- The Washington Times - Sunday, February 11, 2001

When celebrities such as Madonna began practicing Pilates, average exercisers began looking for a place to work their abdominals like the actress and singer.

What exercisers found may stretch and tone them, but it may not be the real Pilates.

In 1992, the Pilates Studio claimed ownership of the trademarked name Pilates. The Pilates Studio modernized founder Joseph H. Pilates' program, training and certifying more than 500 instructors who completed a nine- to 12-month training class and apprenticeship.

Last October, however, U.S. District Court in Manhattan declared Pilates a generic form of exercise, such as karate or yoga, and not exclusive property of the Pilates Studio. That means any gym or dance studio can offer the class without its instructors undergoing official certification.

"When other people saw what we were doing, they tried to call it Pilates," says Sean Gallagher, a New York physical therapist and founder of the Pilates Studio. "Now anyone can call themselves a Pilates teacher. What a lot of studios are teaching looks nothing like real Pilates."

Going to a teacher certified by the Pilates Studio is a better investment, says Lesa McLaughlin, a Pilates Studio-certified instructor and co-owner of Excel Movement Studio in Northeast.

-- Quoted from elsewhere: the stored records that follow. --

// src/relationships/mod.rs

//! C4 Relationship Resolver — the hard core of this crate.
//!
//! Combines declared foreign keys, naming-convention candidates, and
//! data-sampled candidates into a single, conflict-resolved edge set with
//! exactly one entry per `(from_table, from_column)`.

pub mod convention;
pub mod mysql_source;
pub mod resolve;
pub mod sampling;

pub use resolve::{Decision, OverrideLogEntry, TAU_ACCEPT, TAU_OVERRIDE};
pub use sampling::ValueSource;

use crate::schema::model::{ForeignKey, SchemaSnapshot};
use convention::ConventionCandidate;
use std::collections::HashSet;
use tracing::{info, warn};

/// The resolved relationship set plus the audit trail the resolver
/// guarantees it logs.
pub struct ResolvedRelationships {
    pub foreign_keys: Vec<ForeignKey>,
    pub overrides: Vec<OverrideLogEntry>,
    pub unresolved_candidates: Vec<ConventionCandidate>,
}

/// Run the full three-source resolution pipeline against a schema
/// snapshot, using `source` for the data-sampling step.
pub fn resolve(
    snapshot: &SchemaSnapshot,
    source: &mut impl ValueSource,
) -> ResolvedRelationships {
    resolve_with_params(
        snapshot,
        source,
        sampling::DEFAULT_SAMPLE_LIMIT,
        resolve::TAU_ACCEPT,
    )
}

pub fn resolve_with_params(
    snapshot: &SchemaSnapshot,
    source: &mut impl ValueSource,
    sample_limit: usize,
    tau_accept: f64,
) -> ResolvedRelationships {
    let declared = snapshot.foreign_keys.clone();
    let declared_columns: HashSet<(String, String)> = declared
        .iter()
        .map(|fk| (fk.from_table.clone(), fk.from_column.clone()))
        .collect();

    let (convention_resolved, unresolved_candidates) = convention::resolve_all(snapshot);

    let all_candidates: Vec<ConventionCandidate> = convention::find_candidates(snapshot);
    let sampled = sampling::sample_candidates(
        snapshot,
        &all_candidates,
        &declared_columns,
        source,
        sample_limit,
        tau_accept,
    );

    let outcome = resolve::merge(declared, convention_resolved, sampled);

    for override_entry in &outcome.overrides {
        info!(
            table = %override_entry.from_table,
            column = %override_entry.from_column,
            previous_origin = ?override_entry.previous_origin,
            previous_target = %override_entry.previous_target,
            new_target = %override_entry.new_target,
            confidence = override_entry.new_confidence,
            "relationship resolver overrode a heuristic candidate with a data-sampled one"
        );
    }
    for candidate in &unresolved_candidates {
        warn!(
            table = %candidate.table,
            column = %candidate.column,
            base = %candidate.base,
            "naming-convention candidate has no matching target table"
        );
    }

    debug_assert!(no_duplicate_columns(&outcome.foreign_keys));

    ResolvedRelationships {
        foreign_keys: outcome.foreign_keys,
        overrides: outcome.overrides,
        unresolved_candidates,
    }
}

fn no_duplicate_columns(fks: &[ForeignKey]) -> bool {
    let mut seen = HashSet::new();
    fks.iter()
        .all(|fk| seen.insert((fk.from_table.clone(), fk.from_column.clone())))
}

#[cfg(test)]
mod tests {
    use super::*;
    use crate::schema::model::{Column, Database, Table};

    struct EmptySource;
    impl ValueSource for EmptySource {
        fn sample_distinct_values(
            &mut self,
            _table: &str,
            _column: &str,
            _limit: usize,
        ) -> crate::Result<Vec<String>> {
            Ok(Vec::new())
        }
        fn matching_count(
            &mut self,
            _target_table: &str,
            _target_column: &str,
            _values: &[String],
        ) -> crate::Result<usize> {
            Ok(0)
        }
    }

    fn add_column(table: &mut Table, name: &str) {
        table.columns.insert(
            name.to_string(),
            Column {
                name: name.to_string(),
                sql_type: "int".to_string(),
                nullable: true,
                default: None,
                auto_increment: false,
                comment: None,
            },
        );
    }

    #[test]
    fn s1_declared_fk_passes_through_unchanged() {
        let mut snapshot = SchemaSnapshot::new(Database { name: "db".to_string() });
        let mut authors = Table::new("authors");
        add_column(&mut authors, "id");
        add_column(&mut authors, "name");
        authors.primary_keys = vec!["id".to_string()];
        let mut books = Table::new("books");
        add_column(&mut books, "id");
        add_column(&mut books, "title");
        add_column(&mut books, "author_id");
        books.primary_keys = vec!["id".to_string()];
        snapshot.tables.insert("authors".to_string(), authors);
        snapshot.tables.insert("books".to_string(), books);
        snapshot
            .foreign_keys
            .push(ForeignKey::declared("fk_books_author", "books", "author_id", "authors", "id"));

        let mut source = EmptySource;
        let resolved = resolve(&snapshot, &mut source);
        assert_eq!(resolved.foreign_keys.len(), 1);
        assert_eq!(resolved.foreign_keys[0].to_table, "authors");
        assert!(resolved.unresolved_candidates.is_empty());
    }

    #[test]
    fn s2_convention_only_resolves_with_confidence_point_six() {
        let mut snapshot = SchemaSnapshot::new(Database { name: "db".to_string() });
        let mut users = Table::new("app_users");
        add_column(&mut users, "id");
        users.primary_keys = vec!["id".to_string()];
        let mut posts = Table::new("app_posts");
        add_column(&mut posts, "id");
        add_column(&mut posts, "user_id");
        posts.primary_keys = vec!["id".to_string()];
        snapshot.tables.insert("app_users".to_string(), users);
        snapshot.tables.insert("app_posts".to_string(), posts);

        let mut source = EmptySource;
        let resolved = resolve(&snapshot, &mut source);
        assert_eq!(resolved.foreign_keys.len(), 1);
        let fk = &resolved.foreign_keys[0];
        assert_eq!(fk.from_table, "app_posts");
        assert_eq!(fk.to_table, "app_users");
        assert_eq!(fk.confidence, 0.6);
    }

    #[test]
    fn every_target_table_exists_invariant_holds() {
        let mut snapshot = SchemaSnapshot::new(Database { name: "db".to_string() });
        let mut t = Table::new("orphans");
        add_column(&mut t, "id");
        add_column(&mut t, "publisher_id");
        t.primary_keys = vec!["id".to_string()];
        snapshot.tables.insert("orphans".to_string(), t);

        let mut source = EmptySource;
        let resolved = resolve(&snapshot, &mut source);
        assert!(resolved.foreign_keys.is_empty());
        assert_eq!(resolved.unresolved_candidates.len(), 1);
    }
}
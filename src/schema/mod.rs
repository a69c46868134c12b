// src/schema/mod.rs

//! C3 Schema Reader and the schema snapshot data model.

pub mod model;
pub mod reader;

pub use model::{
    Column, Database, FkOrigin, ForeignKey, Index, IndexKind, ReferentialAction, SchemaSnapshot,
    SkippedTable, Table,
};
pub use reader::SchemaReader;
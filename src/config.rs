// src/config.rs

//! Configuration recognized by the core engine.
//!
//! Loading these values from a file or the command line is the surrounding
//! tool's job; this module only defines the shape the core consumes and a
//! small, explicitly-scoped set of `MYSQL2GRAPH_*` environment variable
//! overrides.

use serde::{Deserialize, Serialize};
use std::time::Duration;

/// Which stage(s) of the pipeline a run should execute.
#[derive(Debug, Clone, Copy, PartialEq, Eq, Serialize, Deserialize)]
#[serde(rename_all = "lowercase")]
pub enum Mode {
    /// Read the schema, resolve relationships, emit the Dgraph schema only.
    Schema,
    /// Stream rows to RDF only, reusing a schema snapshot built in-process.
    Data,
    /// Schema, then data, then schema synthesis, then validation.
    Full,
    /// Run only the integrity validator against existing output.
    Validate,
}

#[derive(Debug, Clone, Serialize, Deserialize)]
pub struct MySqlConfig {
    pub host: String,
    pub port: u16,
    pub user: String,
    pub password: String,
    pub database: String,
    /// Connection pool cap.
    pub max_connections: u32,
    pub conn_max_lifetime_secs: u64,
    pub conn_max_idle_time_secs: u64,
    /// Per-query timeout.
    pub timeout_secs: u64,
}

impl Default for MySqlConfig {
    fn default() -> Self {
        Self {
            host: "127.0.0.1".to_string(),
            port: 3306,
            user: "root".to_string(),
            password: String::new(),
            database: String::new(),
            max_connections: 16,
            conn_max_lifetime_secs: 3600,
            conn_max_idle_time_secs: 600,
            timeout_secs: 30,
        }
    }
}

impl MySqlConfig {
    pub fn timeout(&self) -> Duration {
        Duration::from_secs(self.timeout_secs)
    }
}

#[derive(Debug, Clone, Serialize, Deserialize)]
pub struct PipelineConfig {
    /// Number of worker threads. `0` means "use available parallelism".
    pub workers: usize,
    pub batch_size: u64,
    /// Advisory only; the engine never hard-enforces this.
    pub memory_limit_mb: u64,
    pub dry_run: bool,
    pub skip_validation: bool,
    pub checkpoint_interval_secs: u64,
    pub progress_report_interval_secs: u64,
    /// Allowlist of table names; empty means all tables.
    pub tables: Vec<String>,
    pub chunk_record_threshold: usize,
}

impl Default for PipelineConfig {
    fn default() -> Self {
        Self {
            workers: 0,
            batch_size: 5_000,
            memory_limit_mb: 2_048,
            dry_run: false,
            skip_validation: false,
            checkpoint_interval_secs: 30,
            progress_report_interval_secs: 10,
            tables: Vec::new(),
            chunk_record_threshold: 50_000,
        }
    }
}

impl PipelineConfig {
    /// Resolved worker count, defaulting to available parallelism.
    pub fn resolved_workers(&self) -> usize {
        if self.workers > 0 {
            self.workers
        } else {
            std::thread::available_parallelism()
                .map(|n| n.get())
                .unwrap_or(4)
        }
    }
}

#[derive(Debug, Clone, Serialize, Deserialize)]
pub struct OutputConfig {
    pub directory: String,
    pub rdf_file: String,
    pub schema_file: String,
    pub mapping_file: String,
    pub checkpoint_file: String,
}

impl Default for OutputConfig {
    fn default() -> Self {
        Self {
            directory: "./output".to_string(),
            rdf_file: "data.rdf".to_string(),
            schema_file: "schema.dgraph".to_string(),
            mapping_file: "mapping.txt".to_string(),
            checkpoint_file: "checkpoint.json".to_string(),
        }
    }
}

impl OutputConfig {
    pub fn rdf_path(&self) -> std::path::PathBuf {
        std::path::Path::new(&self.directory).join(&self.rdf_file)
    }

    pub fn schema_path(&self) -> std::path::PathBuf {
        std::path::Path::new(&self.directory).join(&self.schema_file)
    }

    pub fn mapping_path(&self) -> std::path::PathBuf {
        std::path::Path::new(&self.directory).join(&self.mapping_file)
    }

    pub fn checkpoint_path(&self) -> std::path::PathBuf {
        std::path::Path::new(&self.directory).join(&self.checkpoint_file)
    }
}

#[derive(Debug, Clone, Copy, PartialEq, Eq, Serialize, Deserialize)]
#[serde(rename_all = "lowercase")]
pub enum LogLevel {
    Debug,
    Info,
    Warn,
    Error,
}

impl LogLevel {
    pub fn as_filter_str(&self) -> &'static str {
        match self {
            LogLevel::Debug => "debug",
            LogLevel::Info => "info",
            LogLevel::Warn => "warn",
            LogLevel::Error => "error",
        }
    }
}

#[derive(Debug, Clone, Copy, PartialEq, Eq, Serialize, Deserialize)]
#[serde(rename_all = "lowercase")]
pub enum LogFormat {
    Json,
    Text,
}

#[derive(Debug, Clone, Copy, PartialEq, Eq, Serialize, Deserialize)]
#[serde(rename_all = "lowercase")]
pub enum LogOutput {
    Stdout,
    Stderr,
    File,
}

#[derive(Debug, Clone, Serialize, Deserialize)]
pub struct LoggerConfig {
    pub level: LogLevel,
    pub format: LogFormat,
    pub output: LogOutput,
    /// Only used when `output == LogOutput::File`.
    pub file_path: Option<String>,
}

impl Default for LoggerConfig {
    fn default() -> Self {
        Self {
            level: LogLevel::Info,
            format: LogFormat::Text,
            output: LogOutput::Stderr,
            file_path: None,
        }
    }
}

#[derive(Debug, Clone, Default, Serialize, Deserialize)]
pub struct Config {
    pub mysql: MySqlConfig,
    pub pipeline: PipelineConfig,
    pub output: OutputConfig,
    pub logger: LoggerConfig,
}

impl Config {
    /// Validate cross-field invariants the core relies on.
    pub fn validate(&self) -> crate::Result<()> {
        if self.mysql.database.is_empty() {
            return Err(crate::Error::Config(
                "mysql.database must not be empty".to_string(),
            ));
        }
        if self.mysql.max_connections == 0 {
            return Err(crate::Error::Config(
                "mysql.max_connections must be at least 1".to_string(),
            ));
        }
        if self.pipeline.batch_size == 0 {
            return Err(crate::Error::Config(
                "pipeline.batch_size must be at least 1".to_string(),
            ));
        }
        if self.pipeline.chunk_record_threshold == 0 {
            return Err(crate::Error::Config(
                "pipeline.chunk_record_threshold must be at least 1".to_string(),
            ));
        }
        Ok(())
    }

    /// Overlay a fixed set of `MYSQL2GRAPH_*` environment variables onto this
    /// configuration, so they override matching configuration fields. This
    /// is intentionally a short list of concrete overrides, not a generic
    /// env-binding framework.
    pub fn apply_env_overrides(&mut self) {
        if let Ok(v) = std::env::var("MYSQL2GRAPH_MYSQL_HOST") {
            self.mysql.host = v;
        }
        if let Ok(v) = std::env::var("MYSQL2GRAPH_MYSQL_PORT") {
            if let Ok(port) = v.parse() {
                self.mysql.port = port;
            }
        }
        if let Ok(v) = std::env::var("MYSQL2GRAPH_MYSQL_USER") {
            self.mysql.user = v;
        }
        if let Ok(v) = std::env::var("MYSQL2GRAPH_MYSQL_PASSWORD") {
            self.mysql.password = v;
        }
        if let Ok(v) = std::env::var("MYSQL2GRAPH_MYSQL_DATABASE") {
            self.mysql.database = v;
        }
        if let Ok(v) = std::env::var("MYSQL2GRAPH_MYSQL_MAX_CONNECTIONS") {
            if let Ok(n) = v.parse() {
                self.mysql.max_connections = n;
            }
        }
        if let Ok(v) = std::env::var("MYSQL2GRAPH_WORKERS") {
            if let Ok(n) = v.parse() {
                self.pipeline.workers = n;
            }
        }
        if let Ok(v) = std::env::var("MYSQL2GRAPH_BATCH_SIZE") {
            if let Ok(n) = v.parse() {
                self.pipeline.batch_size = n;
            }
        }
        if let Ok(v) = std::env::var("MYSQL2GRAPH_OUTPUT_DIRECTORY") {
            self.output.directory = v;
        }
        if let Ok(v) = std::env::var("MYSQL2GRAPH_DRY_RUN") {
            self.pipeline.dry_run = v == "1" || v.eq_ignore_ascii_case("true");
        }
    }
}
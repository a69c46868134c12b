// src/validator.rs

//! C10 Validator — post-run integrity checks: every declared output file
//! exists, every table's emitted row count matches its source row count,
//! and every foreign key is orphan-free in the source data.

use crate::config::OutputConfig;
use crate::schema::model::{ForeignKey, SchemaSnapshot};
use mysql::prelude::*;
use mysql::Pool;
use std::collections::HashMap;

#[derive(Debug, Clone)]
pub struct CheckResult {
    pub name: String,
    pub passed: bool,
    pub detail: String,
}

impl CheckResult {
    fn pass(name: impl Into<String>, detail: impl Into<String>) -> Self {
        Self {
            name: name.into(),
            passed: true,
            detail: detail.into(),
        }
    }

    fn fail(name: impl Into<String>, detail: impl Into<String>) -> Self {
        Self {
            name: name.into(),
            passed: false,
            detail: detail.into(),
        }
    }
}

#[derive(Debug, Clone, Default)]
pub struct ValidationSummary {
    pub checks: Vec<CheckResult>,
}

impl ValidationSummary {
    pub fn passed(&self) -> bool {
        self.checks.iter().all(|c| c.passed)
    }

    pub fn failures(&self) -> Vec<&CheckResult> {
        self.checks.iter().filter(|c| !c.passed).collect()
    }
}

/// A file that exists but is empty (zero bytes) is not a usable output,
/// so existence alone is not enough to pass.
fn exists_and_non_empty(path: &std::path::Path) -> bool {
    std::fs::metadata(path).map(|m| m.len() > 0).unwrap_or(false)
}

/// Check that the schema file, the identifier mapping, and every RDF
/// chunk file exist under the output directory and are non-empty (spec
/// §4.10 check 1: "exist and are non-empty").
pub fn check_output_files_exist(output: &OutputConfig, rdf_chunks: &[std::path::PathBuf]) -> CheckResult {
    let schema_path = output.schema_path();
    let mapping_path = output.mapping_path();

    if !exists_and_non_empty(&schema_path) {
        return CheckResult::fail(
            "output_files_exist",
            format!("schema file missing or empty: {}", schema_path.display()),
        );
    }
    if !exists_and_non_empty(&mapping_path) {
        return CheckResult::fail(
            "output_files_exist",
            format!("identifier mapping file missing or empty: {}", mapping_path.display()),
        );
    }
    if rdf_chunks.is_empty() || rdf_chunks.iter().any(|p| !exists_and_non_empty(p)) {
        return CheckResult::fail(
            "output_files_exist",
            "one or more RDF chunk files are missing or empty",
        );
    }
    CheckResult::pass(
        "output_files_exist",
        "schema, mapping, and all RDF chunk files are present and non-empty",
    )
}

/// Record the source's total row count and confirm the pipeline emitted
/// some output for it. Spec §4.10 check 2 only requires "output is
/// non-empty (deep triple counting is optional)" — rows whose primary
/// value is empty/`null` are legitimately skipped per §4.6 step 1, so a
/// per-table exact-count comparison would fail valid runs that skip a
/// handful of null-keyed rows. A table is only flagged when the source
/// has rows but the pipeline emitted none for it at all.
pub fn check_row_count_coverage(
    pool: &Pool,
    snapshot: &SchemaSnapshot,
    emitted_row_counts: &HashMap<String, u64>,
) -> crate::Result<CheckResult> {
    let mut conn = pool.get_conn()?;
    let mut total_source = 0u64;
    let mut total_emitted = 0u64;
    let mut empty_despite_source_rows = Vec::new();

    for table in snapshot.tables.values() {
        let query = format!("SELECT COUNT(*) FROM `{}`", table.name);
        let source_count: Option<u64> = conn.query_first(query)?;
        let source_count = source_count.unwrap_or(0);
        let emitted_count = emitted_row_counts.get(&table.name).copied().unwrap_or(0);

        total_source += source_count;
        total_emitted += emitted_count;

        if source_count > 0 && emitted_count == 0 {
            empty_despite_source_rows.push(format!(
                "{}: source {source_count} rows, emitted none",
                table.name
            ));
        }
    }

    if empty_despite_source_rows.is_empty() {
        Ok(CheckResult::pass(
            "row_count_coverage",
            format!("source recorded {total_source} rows across {} tables, emitted {total_emitted}", snapshot.tables.len()),
        ))
    } else {
        Ok(CheckResult::fail(
            "row_count_coverage",
            empty_despite_source_rows.join("; "),
        ))
    }
}

/// For every foreign key, count source rows whose value has no matching
/// row in the target table (a `LEFT JOIN ... IS NULL` anti-join),
/// excluding rows where the foreign key column itself is `NULL`.
pub fn check_fk_integrity(pool: &Pool, foreign_keys: &[ForeignKey]) -> crate::Result<CheckResult> {
    let mut conn = pool.get_conn()?;
    let mut violations = Vec::new();

    for fk in foreign_keys {
        let query = format!(
            "SELECT COUNT(*) FROM `{from_table}` t \
             LEFT JOIN `{to_table}` r ON t.`{from_column}` = r.`{to_column}` \
             WHERE t.`{from_column}` IS NOT NULL AND r.`{to_column}` IS NULL",
            from_table = fk.from_table,
            from_column = fk.from_column,
            to_table = fk.to_table,
            to_column = fk.to_column,
        );
        let orphan_count: Option<u64> = conn.query_first(query)?;
        let orphan_count = orphan_count.unwrap_or(0);
        if orphan_count > 0 {
            violations.push(format!(
                "{}.{} -> {}.{}: {orphan_count} orphaned row(s)",
                fk.from_table, fk.from_column, fk.to_table, fk.to_column
            ));
        }
    }

    if violations.is_empty() {
        Ok(CheckResult::pass(
            "fk_integrity",
            format!("{} foreign keys had zero orphaned rows", foreign_keys.len()),
        ))
    } else {
        Ok(CheckResult::fail("fk_integrity", violations.join("; ")))
    }
}

/// Run every check and return the aggregate summary. MySQL-backed checks
/// are skipped (not failed) when `pool` is `None`, which lets
/// `check_output_files_exist` alone be exercised without a live server.
pub fn run_validation(
    pool: Option<&Pool>,
    snapshot: &SchemaSnapshot,
    foreign_keys: &[ForeignKey],
    output: &OutputConfig,
    rdf_chunks: &[std::path::PathBuf],
    emitted_row_counts: &HashMap<String, u64>,
) -> crate::Result<ValidationSummary> {
    let mut checks = vec![check_output_files_exist(output, rdf_chunks)];

    if let Some(pool) = pool {
        checks.push(check_row_count_coverage(pool, snapshot, emitted_row_counts)?);
        checks.push(check_fk_integrity(pool, foreign_keys)?);
    }

    Ok(ValidationSummary { checks })
}

/// Recover each table's emitted row count from a set of already-written
/// RDF chunk files, by counting `<dgraph.type> "table" .` lines. Used by
/// the standalone validate mode, which has no in-process record of a
/// prior data run's per-table counts.
pub fn count_rows_per_table_from_rdf(
    paths: &[std::path::PathBuf],
) -> crate::Result<HashMap<String, u64>> {
    let mut counts = HashMap::new();
    for path in paths {
        let contents = std::fs::read_to_string(path)?;
        for line in contents.lines() {
            if let Some(rest) = line.strip_prefix("_:") {
                let Some(marker_start) = rest.find("<dgraph.type> \"") else {
                    continue;
                };
                let after = &rest[marker_start + "<dgraph.type> \"".len()..];
                if let Some(end) = after.find('"') {
                    let table = &after[..end];
                    *counts.entry(table.to_string()).or_insert(0u64) += 1;
                }
            }
        }
    }
    Ok(counts)
}
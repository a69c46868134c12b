// src/relationships/resolve.rs

//! Merge and conflict resolution across the three relationship sources.
//! The priority rule is represented as a strict, exhaustively-testable
//! function rather than left as an inline if-chain.

use crate::schema::model::{FkOrigin, ForeignKey};
use indexmap::IndexMap;

/// Threshold a data-sampled candidate's ratio must clear to be retained
/// as a candidate at all.
pub const TAU_ACCEPT: f64 = 0.5;

/// Threshold a data-sampled candidate's ratio must clear to replace an
/// existing convention-origin entry.
pub const TAU_OVERRIDE: f64 = 0.8;

#[derive(Debug, Clone, Copy, PartialEq, Eq)]
pub enum Decision {
    Keep,
    Replace,
}

/// Decide whether an incoming foreign key candidate should replace an
/// existing merged entry for the same `(from_table, from_column)`.
///
/// Declared entries are never replaced. A convention entry is replaced
/// only by a data-sampled candidate whose ratio exceeds `TAU_OVERRIDE`.
/// Every other combination keeps the existing entry.
pub fn resolve_conflict(
    existing: (FkOrigin, f64),
    incoming: (FkOrigin, f64),
) -> Decision {
    let (existing_origin, _existing_confidence) = existing;
    let (incoming_origin, incoming_confidence) = incoming;

    if existing_origin == FkOrigin::Declared {
        return Decision::Keep;
    }

    if existing_origin == FkOrigin::Convention
        && incoming_origin == FkOrigin::Data
        && incoming_confidence > TAU_OVERRIDE
    {
        return Decision::Replace;
    }

    Decision::Keep
}

#[derive(Debug, Clone)]
pub struct OverrideLogEntry {
    pub from_table: String,
    pub from_column: String,
    pub previous_origin: FkOrigin,
    pub previous_target: String,
    pub new_origin: FkOrigin,
    pub new_target: String,
    pub new_confidence: f64,
}

#[derive(Debug, Clone, Default)]
pub struct MergeOutcome {
    pub foreign_keys: Vec<ForeignKey>,
    pub overrides: Vec<OverrideLogEntry>,
}

/// Merge declared, convention, and data-sampled foreign key candidates
/// into the final, conflict-resolved set.
pub fn merge(
    declared: Vec<ForeignKey>,
    convention: Vec<ForeignKey>,
    sampled: Vec<ForeignKey>,
) -> MergeOutcome {
    let mut merged: IndexMap<(String, String), ForeignKey> = IndexMap::new();

    // (a) Declared keys are inserted verbatim and never overridden.
    for fk in declared {
        merged.insert((fk.from_table.clone(), fk.from_column.clone()), fk);
    }

    // (b) Convention candidates not already covered by a declared key.
    for fk in convention {
        let key = (fk.from_table.clone(), fk.from_column.clone());
        merged.entry(key).or_insert(fk);
    }

    // (c) Data-sampled candidates, strictly above the merge threshold.
    let mut overrides = Vec::new();
    for fk in sampled {
        if fk.confidence <= TAU_ACCEPT {
            continue;
        }
        let key = (fk.from_table.clone(), fk.from_column.clone());
        match merged.get(&key) {
            None => {
                merged.insert(key, fk);
            }
            Some(existing) => {
                let decision = resolve_conflict(
                    (existing.origin, existing.confidence),
                    (fk.origin, fk.confidence),
                );
                if decision == Decision::Replace {
                    overrides.push(OverrideLogEntry {
                        from_table: fk.from_table.clone(),
                        from_column: fk.from_column.clone(),
                        previous_origin: existing.origin,
                        previous_target: existing.to_table.clone(),
                        new_origin: fk.origin,
                        new_target: fk.to_table.clone(),
                        new_confidence: fk.confidence,
                    });
                    merged.insert(key, fk);
                }
            }
        }
    }

    MergeOutcome {
        foreign_keys: merged.into_values().collect(),
        overrides,
    }
}

#[cfg(test)]
mod tests {
    use super::*;

    #[test]
    fn declared_is_never_overridden_by_anything() {
        assert_eq!(
            resolve_conflict((FkOrigin::Declared, 1.0), (FkOrigin::Data, 0.99)),
            Decision::Keep
        );
        assert_eq!(
            resolve_conflict((FkOrigin::Declared, 1.0), (FkOrigin::Convention, 0.6)),
            Decision::Keep
        );
    }

    #[test]
    fn convention_is_replaced_only_by_high_confidence_data() {
        assert_eq!(
            resolve_conflict((FkOrigin::Convention, 0.6), (FkOrigin::Data, 0.9)),
            Decision::Replace
        );
        assert_eq!(
            resolve_conflict((FkOrigin::Convention, 0.6), (FkOrigin::Data, 0.6)),
            Decision::Keep
        );
        assert_eq!(
            resolve_conflict((FkOrigin::Convention, 0.6), (FkOrigin::Data, 0.8)),
            Decision::Keep,
            "ratio must exceed, not merely equal, the override threshold"
        );
    }

    #[test]
    fn property_5_relationship_override_rule() {
        // declared A.x -> B vs sampled A.x -> C ratio > 0.8: declared wins.
        let outcome = merge(
            vec![ForeignKey::declared("fk1", "a", "x", "b", "id")],
            vec![],
            vec![ForeignKey::data_sampled("a", "x", "c", "id", 0.95)],
        );
        assert_eq!(outcome.foreign_keys.len(), 1);
        assert_eq!(outcome.foreign_keys[0].to_table, "b");
        assert!(outcome.overrides.is_empty());

        // convention A.x -> B vs sampled A.x -> C ratio > 0.8: sampled wins.
        let outcome = merge(
            vec![],
            vec![ForeignKey::convention("a", "x", "b", "id")],
            vec![ForeignKey::data_sampled("a", "x", "c", "id", 0.95)],
        );
        assert_eq!(outcome.foreign_keys.len(), 1);
        assert_eq!(outcome.foreign_keys[0].to_table, "c");
        assert_eq!(outcome.overrides.len(), 1);

        // convention A.x -> B vs sampled A.x -> C ratio 0.6: convention wins.
        let outcome = merge(
            vec![],
            vec![ForeignKey::convention("a", "x", "b", "id")],
            vec![ForeignKey::data_sampled("a", "x", "c", "id", 0.6)],
        );
        assert_eq!(outcome.foreign_keys.len(), 1);
        assert_eq!(outcome.foreign_keys[0].to_table, "b");
        assert!(outcome.overrides.is_empty());
    }

    #[test]
    fn sampled_candidate_at_or_below_threshold_is_dropped_entirely() {
        let outcome = merge(
            vec![],
            vec![],
            vec![ForeignKey::data_sampled("a", "x", "c", "id", 0.5)],
        );
        assert!(outcome.foreign_keys.is_empty());
    }

    #[test]
    fn merge_produces_exactly_one_entry_per_column() {
        let outcome = merge(
            vec![ForeignKey::declared("fk1", "books", "author_id", "authors", "id")],
            vec![ForeignKey::convention("books", "author_id", "wrong", "id")],
            vec![ForeignKey::data_sampled("books", "author_id", "also_wrong", "id", 0.99)],
        );
        assert_eq!(outcome.foreign_keys.len(), 1);
        assert_eq!(outcome.foreign_keys[0].to_table, "authors");
    }
}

"I really believe in the the power of the original work that Joseph Pilates did," she says. "Just because you take equipment and work on it, it does not mean it is Pilates. It can get very watered down. Pilates is such a complex program, it needs instructors who have put a lot of time into learning it. Even if you are a dancer or a trainer, that doesn't mean you understand the work."

Ms. McLaughlin advises those interested in Pilates to ask about an instructor's experience and certification before signing up for a class.

"People should have experience with Pilates before trying to teach it," she says.

Elizabeth Larkham, a San Francisco Pilates instructor and a spokeswomen for the American Council on Exercise, says it is more important to find an instructor who meets an individual's needs.

"Every single Pilates exercise in its original form is challenging and difficult to do," she says. "It can put a lot of strain on the neck. It is important that an exercise consumer remember that pure, unmodified Pilates may not be in their best interest. It is not necessarily that important that an instructor be certified by the Pilates Studio. It is more important they know about exercise. The Pilates consumer should get an instructor that is credible for them."